Игорь, переодевшись из больничного в гражданское, начал строить планы на отпуск. Первой мыслью было не возвращаться в больницу совсем. Уехать в Москву или Питер, благо там еще остались друзья. Но, посчитав свои наличные, а их было ровно триста рублей, он на время от этой затеи отказался. Второй мыслью было — где бы занять денег? У людей знакомых не попросишь, кто же даст взаймы денег состоящему на учете в психдиспансере? Незнакомые тем более не дадут. Остается одно — отнести что-нибудь в ломбард. Но все ценные вещи родители давно забрали и перевезли к себе на квартиру. Поскольку Игорь заболел недавно и на пенсию, как Головко, еще не наболел, — средств к существованию по выходе из больницы у него практически не было.
Борода и Толя, провожая Игоря, попросили привезти в больницу кое-что по мелочи: книги, батарейки для радиоприемника и англо-русский словарь, — лично для Бороды.
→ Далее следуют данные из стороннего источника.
//! ID utilities (room ids).

use rand::Rng;

const ROOM_ID_ALPHABET: &[u8] = b"abcdefghijklmnopqrstuvwxyz0123456789";
const ROOM_ID_LEN: usize = 6;

/// Generate a short room ID: 6 lowercase base36 characters.
///
/// Not globally unique; the registry retries on the rare collision.
pub fn new_room_id() -> String {
    let mut rng = rand::thread_rng();
    (0..ROOM_ID_LEN)
        .map(|_| ROOM_ID_ALPHABET[rng.gen_range(0..ROOM_ID_ALPHABET.len())] as char)
        .collect()
}

#[cfg(test)]
mod tests {
    use super::*;

    #[test]
    fn room_ids_are_short_base36() {
        for _ in 0..100 {
            let id = new_room_id();
            assert_eq!(id.len(), 6);
            assert!(id.chars().all(|c| c.is_ascii_lowercase() || c.is_ascii_digit()));
        }
    }
}
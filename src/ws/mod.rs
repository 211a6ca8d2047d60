pub mod connection;
pub mod dispatcher;
pub mod protocol;
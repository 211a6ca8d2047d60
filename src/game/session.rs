//! One room's game state: players, piles, turn rotation, scores.
//!
//! A session owns every card in play. A card lives in exactly one of the
//! draw pile, a player's hand, or the played pile; deals, draws and plays
//! move it between containers, so the total stays at 54.

use std::collections::HashMap;

use rand::seq::SliceRandom;
use serde::Serialize;
use ulid::Ulid;

use super::card::{build_deck, Card};

/// Opaque connection identifier assigned by the transport layer.
pub type PlayerId = Ulid;

pub const INITIAL_HAND_SIZE: usize = 7;

#[derive(Debug, Clone, Copy, PartialEq, Eq, Serialize)]
#[serde(rename_all = "lowercase")]
pub enum Lifecycle {
    Waiting,
    Playing,
    Finished,
}

#[derive(Debug)]
pub struct Player {
    pub id: PlayerId,
    pub name: String,
    pub is_host: bool,
    hand: Vec<Card>,
}

impl Player {
    pub fn hand(&self) -> &[Card] {
        &self.hand
    }
}

#[derive(thiserror::Error, Debug, Clone, Copy, PartialEq, Eq)]
pub enum GameError {
    #[error("game already started")]
    NotJoinable,
    #[error("player already joined")]
    AlreadyJoined,
    #[error("not enough cards to deal")]
    NotEnoughCards,
    #[error("not your turn")]
    NotYourTurn,
    #[error("card is not in your hand")]
    CardNotInHand,
    #[error("card does not match the top card")]
    IllegalCard,
    #[error("unknown player")]
    UnknownPlayer,
}

#[derive(Debug)]
pub struct GameSession {
    /// Join order is turn order and never changes.
    players: Vec<Player>,
    deck: Vec<Card>,
    /// Last element is the face-up top card.
    played: Vec<Card>,
    current_turn: Option<PlayerId>,
    host: PlayerId,
    state: Lifecycle,
    scores: HashMap<PlayerId, u32>,
}

impl GameSession {
    pub fn new(host: PlayerId) -> Self {
        GameSession {
            players: Vec::new(),
            deck: build_deck(),
            played: Vec::new(),
            current_turn: None,
            host,
            state: Lifecycle::Waiting,
            scores: HashMap::new(),
        }
    }

    pub fn state(&self) -> Lifecycle {
        self.state
    }

    pub fn is_host(&self, id: PlayerId) -> bool {
        self.host == id
    }

    pub fn current_turn(&self) -> Option<PlayerId> {
        self.current_turn
    }

    pub fn top_card(&self) -> Option<&Card> {
        self.played.last()
    }

    pub fn players(&self) -> &[Player] {
        &self.players
    }

    pub fn player_name(&self, id: PlayerId) -> Option<&str> {
        self.players
            .iter()
            .find(|p| p.id == id)
            .map(|p| p.name.as_str())
    }

    pub fn card_count(&self, id: PlayerId) -> Option<usize> {
        self.players
            .iter()
            .find(|p| p.id == id)
            .map(|p| p.hand.len())
    }

    pub fn scores(&self) -> impl Iterator<Item = (PlayerId, u32)> + '_ {
        self.scores.iter().map(|(id, s)| (*id, *s))
    }

    pub fn add_score(&mut self, id: PlayerId, delta: u32) {
        *self.scores.entry(id).or_insert(0) += delta;
    }

    /// Insert a player with an empty hand and a zero score.
    pub fn add_player(&mut self, id: PlayerId, name: String) -> Result<(), GameError> {
        if self.state != Lifecycle::Waiting {
            return Err(GameError::NotJoinable);
        }
        if self.players.iter().any(|p| p.id == id) {
            return Err(GameError::AlreadyJoined);
        }
        let is_host = id == self.host;
        self.players.push(Player {
            id,
            name,
            is_host,
            hand: Vec::new(),
        });
        self.scores.insert(id, 0);
        Ok(())
    }

    /// Deal 7 cards to every player in join order, flip the starting top
    /// card, and hand the turn to the first player.
    pub fn start(&mut self) -> Result<(), GameError> {
        if self.state != Lifecycle::Waiting {
            return Err(GameError::NotJoinable);
        }
        let first = self.players.first().map(|p| p.id).ok_or(GameError::UnknownPlayer)?;
        // 7 per hand plus the face-up starter. Rules out oversized lobbies
        // (54 cards cap the table at 7 players).
        if self.deck.len() < INITIAL_HAND_SIZE * self.players.len() + 1 {
            return Err(GameError::NotEnoughCards);
        }
        for player in &mut self.players {
            player.hand = self.deck.drain(..INITIAL_HAND_SIZE).collect();
        }
        let top = self.deck.pop().ok_or(GameError::NotEnoughCards)?;
        self.played.push(top);
        self.current_turn = Some(first);
        self.state = Lifecycle::Playing;
        Ok(())
    }

    /// Move the top of the draw pile into the player's hand and return a
    /// copy of it. Out-of-turn calls return `None` and change nothing.
    ///
    /// An empty draw pile is replenished by reshuffling every played card
    /// except the current top card. If even that leaves nothing to draw
    /// (all 53 other cards are in hands), the draw yields `None`.
    pub fn draw_card(&mut self, id: PlayerId) -> Option<Card> {
        if self.current_turn != Some(id) {
            return None;
        }
        let idx = self.players.iter().position(|p| p.id == id)?;
        if self.deck.is_empty() && self.played.len() > 1 {
            let top = self.played.pop()?;
            let mut rest = std::mem::take(&mut self.played);
            rest.shuffle(&mut rand::thread_rng());
            self.deck = rest;
            self.played.push(top);
        }
        let card = self.deck.pop()?;
        self.players[idx].hand.push(card.clone());
        Some(card)
    }

    /// Play the first hand card matching `value` against the top card.
    /// On success the card moves onto the played pile and a copy is
    /// returned for broadcasting.
    ///
    /// A play is legal when values or action labels match. Jokers carry
    /// value 14 and the Revert Turn action, so a joker is only playable
    /// on the other joker; there is no unconditional joker rule.
    pub fn play_card(&mut self, id: PlayerId, value: u8) -> Result<Card, GameError> {
        if self.current_turn != Some(id) {
            return Err(GameError::NotYourTurn);
        }
        let player_idx = self
            .players
            .iter()
            .position(|p| p.id == id)
            .ok_or(GameError::UnknownPlayer)?;
        let card_idx = self.players[player_idx]
            .hand
            .iter()
            .position(|c| c.value == value)
            .ok_or(GameError::CardNotInHand)?;

        let top = self.played.last().ok_or(GameError::IllegalCard)?;
        let candidate = &self.players[player_idx].hand[card_idx];
        if candidate.value != top.value && candidate.action != top.action {
            return Err(GameError::IllegalCard);
        }

        let card = self.players[player_idx].hand.remove(card_idx);
        self.played.push(card.clone());
        Ok(card)
    }

    /// Advance the turn to the next player in join order, wrapping.
    pub fn next_turn(&mut self) -> Option<PlayerId> {
        if self.players.is_empty() {
            self.current_turn = None;
            return None;
        }
        let next_idx = self
            .current_turn
            .and_then(|cur| self.players.iter().position(|p| p.id == cur))
            .map(|i| (i + 1) % self.players.len())
            .unwrap_or(0);
        let next = self.players[next_idx].id;
        self.current_turn = Some(next);
        self.current_turn
    }

    pub fn finish(&mut self) {
        self.state = Lifecycle::Finished;
        self.current_turn = None;
    }

    /// Remove a departing player, returning their hand to the bottom of
    /// the draw pile so the card total stays intact. If they held the
    /// turn, it passes on first.
    pub fn remove_player(&mut self, id: PlayerId) {
        if self.current_turn == Some(id) {
            self.next_turn();
            if self.current_turn == Some(id) {
                // They were the only player left.
                self.current_turn = None;
            }
        }
        if let Some(idx) = self.players.iter().position(|p| p.id == id) {
            let mut player = self.players.remove(idx);
            self.deck.append(&mut player.hand);
        }
    }
}

#[cfg(test)]
impl GameSession {
    /// Replace a player's hand with a fixed set of cards.
    pub(crate) fn rig_hand(&mut self, id: PlayerId, cards: Vec<Card>) {
        if let Some(player) = self.players.iter_mut().find(|p| p.id == id) {
            player.hand = cards;
        }
    }

    /// Replace the face-up top card.
    pub(crate) fn rig_top(&mut self, card: Card) {
        if let Some(top) = self.played.last_mut() {
            *top = card;
        }
    }
}
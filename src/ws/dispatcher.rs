//! Routes inbound events to room/game operations and fans out the results.
//!
//! Handlers are synchronous: a connection's events run to completion one
//! at a time, so each one mutates its room atomically. Validation failures
//! go back to the requesting connection only, as an `error` frame; nothing
//! is broadcast for a rejected request.

use tokio::sync::mpsc::UnboundedSender;
use tracing::{debug, info};

use crate::game::session::{GameSession, Lifecycle, PlayerId};
use crate::room::manager::RoomRegistry;
use crate::ws::protocol::{ClientToServer, PlayerInfo, ServerToClient};

const NOT_FOUND_OR_STARTED: &str = "Game not found or already started";
const NOT_FOUND: &str = "Game not found";
const HOST_LEFT: &str = "Host left the game";
const HOST_DISCONNECTED: &str = "Host disconnected";

/// Per-connection dispatch state. A connection is in at most one room.
pub struct ConnCtx {
    pub player_id: PlayerId,
    pub tx: UnboundedSender<ServerToClient>,
    pub room_id: Option<String>,
}

impl ConnCtx {
    pub fn new(player_id: PlayerId, tx: UnboundedSender<ServerToClient>) -> Self {
        ConnCtx {
            player_id,
            tx,
            room_id: None,
        }
    }

    pub fn error(&self, message: impl Into<String>) {
        let _ = self.tx.send(ServerToClient::Error {
            message: message.into(),
        });
    }

    fn reply(&self, msg: ServerToClient) {
        let _ = self.tx.send(msg);
    }
}

pub fn dispatch(registry: &RoomRegistry, ctx: &mut ConnCtx, msg: ClientToServer) {
    match msg {
        ClientToServer::CreateGame { player_name } => create_game(registry, ctx, player_name),
        ClientToServer::JoinGame {
            game_id,
            player_name,
        } => join_game(registry, ctx, &game_id, player_name),
        ClientToServer::StartGame { game_id } => start_game(registry, ctx, &game_id),
        ClientToServer::DrawCard { game_id } => draw_card(registry, ctx, &game_id),
        ClientToServer::PlayCard { game_id, card } => {
            play_card(registry, ctx, &game_id, card.value)
        }
        ClientToServer::QuitGame { game_id } => quit_game(registry, ctx, &game_id),
        ClientToServer::ChatMessage { game_id, message } => {
            chat_message(registry, ctx, &game_id, message)
        }
    }
}

/// Forget a tracked room that no longer exists in the registry, e.g.
/// after the host closed it. Members of a dead room are free agents.
fn clear_stale_room(registry: &RoomRegistry, ctx: &mut ConnCtx) {
    if let Some(room_id) = &ctx.room_id {
        if registry.get(room_id).is_none() {
            ctx.room_id = None;
        }
    }
}

fn create_game(registry: &RoomRegistry, ctx: &mut ConnCtx, player_name: String) {
    clear_stale_room(registry, ctx);
    if ctx.room_id.is_some() {
        ctx.error("Already in a game");
        return;
    }
    let mut game = GameSession::new(ctx.player_id);
    if let Err(err) = game.add_player(ctx.player_id, player_name) {
        ctx.error(err.to_string());
        return;
    }
    let room = registry.create(game);
    room.attach(ctx.player_id, ctx.tx.clone());
    ctx.room_id = Some(room.id.clone());
    info!(room_id = %room.id, player_id = %ctx.player_id, "room created");
    ctx.reply(ServerToClient::GameCreated {
        game_id: room.id.clone(),
        player_id: ctx.player_id,
    });
}

fn join_game(registry: &RoomRegistry, ctx: &mut ConnCtx, game_id: &str, player_name: String) {
    clear_stale_room(registry, ctx);
    if ctx.room_id.is_some() {
        ctx.error("Already in a game");
        return;
    }
    let Some(room) = registry.get(game_id) else {
        ctx.error(NOT_FOUND_OR_STARTED);
        return;
    };
    let players = {
        let mut game = room.game();
        if game.state() != Lifecycle::Waiting {
            ctx.error(NOT_FOUND_OR_STARTED);
            return;
        }
        if let Err(err) = game.add_player(ctx.player_id, player_name) {
            ctx.error(err.to_string());
            return;
        }
        player_list(&game)
    };
    room.attach(ctx.player_id, ctx.tx.clone());
    ctx.room_id = Some(room.id.clone());
    info!(room_id = %room.id, player_id = %ctx.player_id, "player joined");
    ctx.reply(ServerToClient::GameJoined {
        game_id: room.id.clone(),
        player_id: ctx.player_id,
    });
    room.broadcast(&ServerToClient::PlayerList { players });
}

fn start_game(registry: &RoomRegistry, ctx: &ConnCtx, game_id: &str) {
    let Some(room) = registry.get(game_id) else {
        ctx.error(NOT_FOUND);
        return;
    };
    let hands = {
        let mut game = room.game();
        if !game.is_host(ctx.player_id) {
            ctx.error("Only the host can start the game");
            return;
        }
        if let Err(err) = game.start() {
            ctx.error(err.to_string());
            return;
        }
        let first_player = game
            .current_turn()
            .unwrap_or(ctx.player_id);
        let top_card = match game.top_card() {
            Some(card) => card.clone(),
            None => return,
        };
        game.players()
            .iter()
            .map(|p| {
                (
                    p.id,
                    ServerToClient::GameStarted {
                        first_player,
                        initial_cards: p.hand().to_vec(),
                        top_card: top_card.clone(),
                    },
                )
            })
            .collect::<Vec<_>>()
    };
    info!(room_id = %room.id, "game started");
    for (player_id, msg) in hands {
        room.send_to(player_id, &msg);
    }
}

fn draw_card(registry: &RoomRegistry, ctx: &ConnCtx, game_id: &str) {
    let Some(room) = registry.get(game_id) else {
        ctx.error(NOT_FOUND);
        return;
    };
    let (card, count, next) = {
        let mut game = room.game();
        if game.state() != Lifecycle::Playing {
            ctx.error("Game is not in progress");
            return;
        }
        if game.current_turn() != Some(ctx.player_id) {
            ctx.error("Not your turn");
            return;
        }
        let Some(card) = game.draw_card(ctx.player_id) else {
            // Every recyclable card is in a hand already.
            ctx.error("No cards left to draw");
            return;
        };
        let count = game.card_count(ctx.player_id).unwrap_or_default();
        let next = game.next_turn();
        (card, count, next)
    };
    debug!(room_id = %room.id, player_id = %ctx.player_id, "card drawn");
    ctx.reply(ServerToClient::CardDrawn {
        current_player: ctx.player_id,
        card: Some(card),
        opponent_card_count: None,
    });
    room.broadcast_except(
        ctx.player_id,
        &ServerToClient::CardDrawn {
            current_player: ctx.player_id,
            card: None,
            opponent_card_count: Some(count),
        },
    );
    if let Some(next) = next {
        room.broadcast(&ServerToClient::TurnChanged {
            current_player: next,
        });
    }
}

fn play_card(registry: &RoomRegistry, ctx: &ConnCtx, game_id: &str, value: u8) {
    let Some(room) = registry.get(game_id) else {
        ctx.error(NOT_FOUND);
        return;
    };
    enum Outcome {
        Won(Vec<(PlayerId, u32)>),
        Next(Option<PlayerId>),
    }
    let (card, count, outcome) = {
        let mut game = room.game();
        if game.state() != Lifecycle::Playing {
            ctx.error("Game is not in progress");
            return;
        }
        let card = match game.play_card(ctx.player_id, value) {
            Ok(card) => card,
            Err(err) => {
                ctx.error(err.to_string());
                return;
            }
        };
        let count = game.card_count(ctx.player_id).unwrap_or_default();
        let outcome = if count == 0 {
            game.add_score(ctx.player_id, 1);
            game.finish();
            Outcome::Won(game.scores().collect())
        } else {
            Outcome::Next(game.next_turn())
        };
        (card, count, outcome)
    };
    debug!(room_id = %room.id, player_id = %ctx.player_id, value, "card played");
    room.broadcast(&ServerToClient::CardPlayed {
        card,
        current_player: ctx.player_id,
        opponent_card_count: count,
    });
    match outcome {
        Outcome::Won(scores) => {
            info!(room_id = %room.id, winner = %ctx.player_id, "game over");
            room.broadcast(&ServerToClient::GameOver {
                winner: ctx.player_id,
                scores,
            });
        }
        Outcome::Next(Some(next)) => {
            room.broadcast(&ServerToClient::TurnChanged {
                current_player: next,
            });
        }
        Outcome::Next(None) => {}
    }
}

fn quit_game(registry: &RoomRegistry, ctx: &mut ConnCtx, game_id: &str) {
    if registry.get(game_id).is_none() {
        // Quitting a room that is already gone still releases the
        // connection from it.
        if ctx.room_id.as_deref() == Some(game_id) {
            ctx.room_id = None;
        }
        ctx.error(NOT_FOUND);
        return;
    }
    leave_room(registry, ctx, game_id, HOST_LEFT);
}

/// Shared teardown for quit and disconnect. Host departure ends the whole
/// room; anyone else just leaves it.
fn leave_room(registry: &RoomRegistry, ctx: &mut ConnCtx, game_id: &str, host_reason: &str) {
    let Some(room) = registry.get(game_id) else {
        return;
    };
    let is_host = room.game().is_host(ctx.player_id);
    if is_host {
        info!(room_id = %room.id, "host left, closing room");
        room.broadcast(&ServerToClient::GameEnded {
            reason: host_reason.to_string(),
        });
        registry.remove(&room.id);
    } else {
        info!(room_id = %room.id, player_id = %ctx.player_id, "player left");
        // If the leaver held the turn, removal passes it on and the room
        // has to hear about the new turn holder.
        let next = {
            let mut game = room.game();
            let held_turn = game.current_turn() == Some(ctx.player_id);
            game.remove_player(ctx.player_id);
            if held_turn {
                game.current_turn()
            } else {
                None
            }
        };
        room.detach(ctx.player_id);
        room.broadcast(&ServerToClient::PlayerLeft {
            player_id: ctx.player_id,
        });
        if let Some(next) = next {
            room.broadcast(&ServerToClient::TurnChanged {
                current_player: next,
            });
        }
    }
    if ctx.room_id.as_deref() == Some(game_id) {
        ctx.room_id = None;
    }
}

fn chat_message(registry: &RoomRegistry, ctx: &ConnCtx, game_id: &str, message: String) {
    let Some(room) = registry.get(game_id) else {
        ctx.error(NOT_FOUND);
        return;
    };
    let sender = match room.game().player_name(ctx.player_id) {
        Some(name) => name.to_string(),
        None => {
            ctx.error("You are not in this game");
            return;
        }
    };
    room.broadcast(&ServerToClient::ChatMessage { sender, message });
}

/// A closed socket is handled like a quit, with a different reason string.
pub fn handle_disconnect(registry: &RoomRegistry, ctx: &mut ConnCtx) {
    if let Some(room_id) = ctx.room_id.clone() {
        leave_room(registry, ctx, &room_id, HOST_DISCONNECTED);
        ctx.room_id = None;
    }
}

fn player_list(game: &GameSession) -> Vec<PlayerInfo> {
    game.players()
        .iter()
        .map(|p| PlayerInfo {
            id: p.id,
            name: p.name.clone(),
            is_host: p.is_host,
        })
        .collect()
}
После нескольких месяцев пребывания в больнице жизнь “на воле” ошеломляет. Ошеломляет шумом, столпотворением, суетой и торопливостью. Ошеломляет тем, что еще больше на улицах видишь мужчин с покрашенными волосами и женщин, ведущих себя по-мужски, юных девушек, пытающихся затмить своих мам раскованностью поведения, и женщин среднего и пожилого возраста, пытающихся выглядеть юными девушками. Город дезориентирует, сбивает с толку, оглушает. Но, все-таки, замкнутое пространство серых больничных стен, окрики санитаров и медсестер остались позади. И тот идиот, не верящий в возможность изобретения вечного двигателя, остался там же.
Первая мысль, которая возникает при спуске по больничным ступенькам, — та, что все равно, рано или поздно, все испытания заканчиваются. И, чем черт не шутит, может, и блеснет лучик света в скупой на радости жизни человека, больного на голову.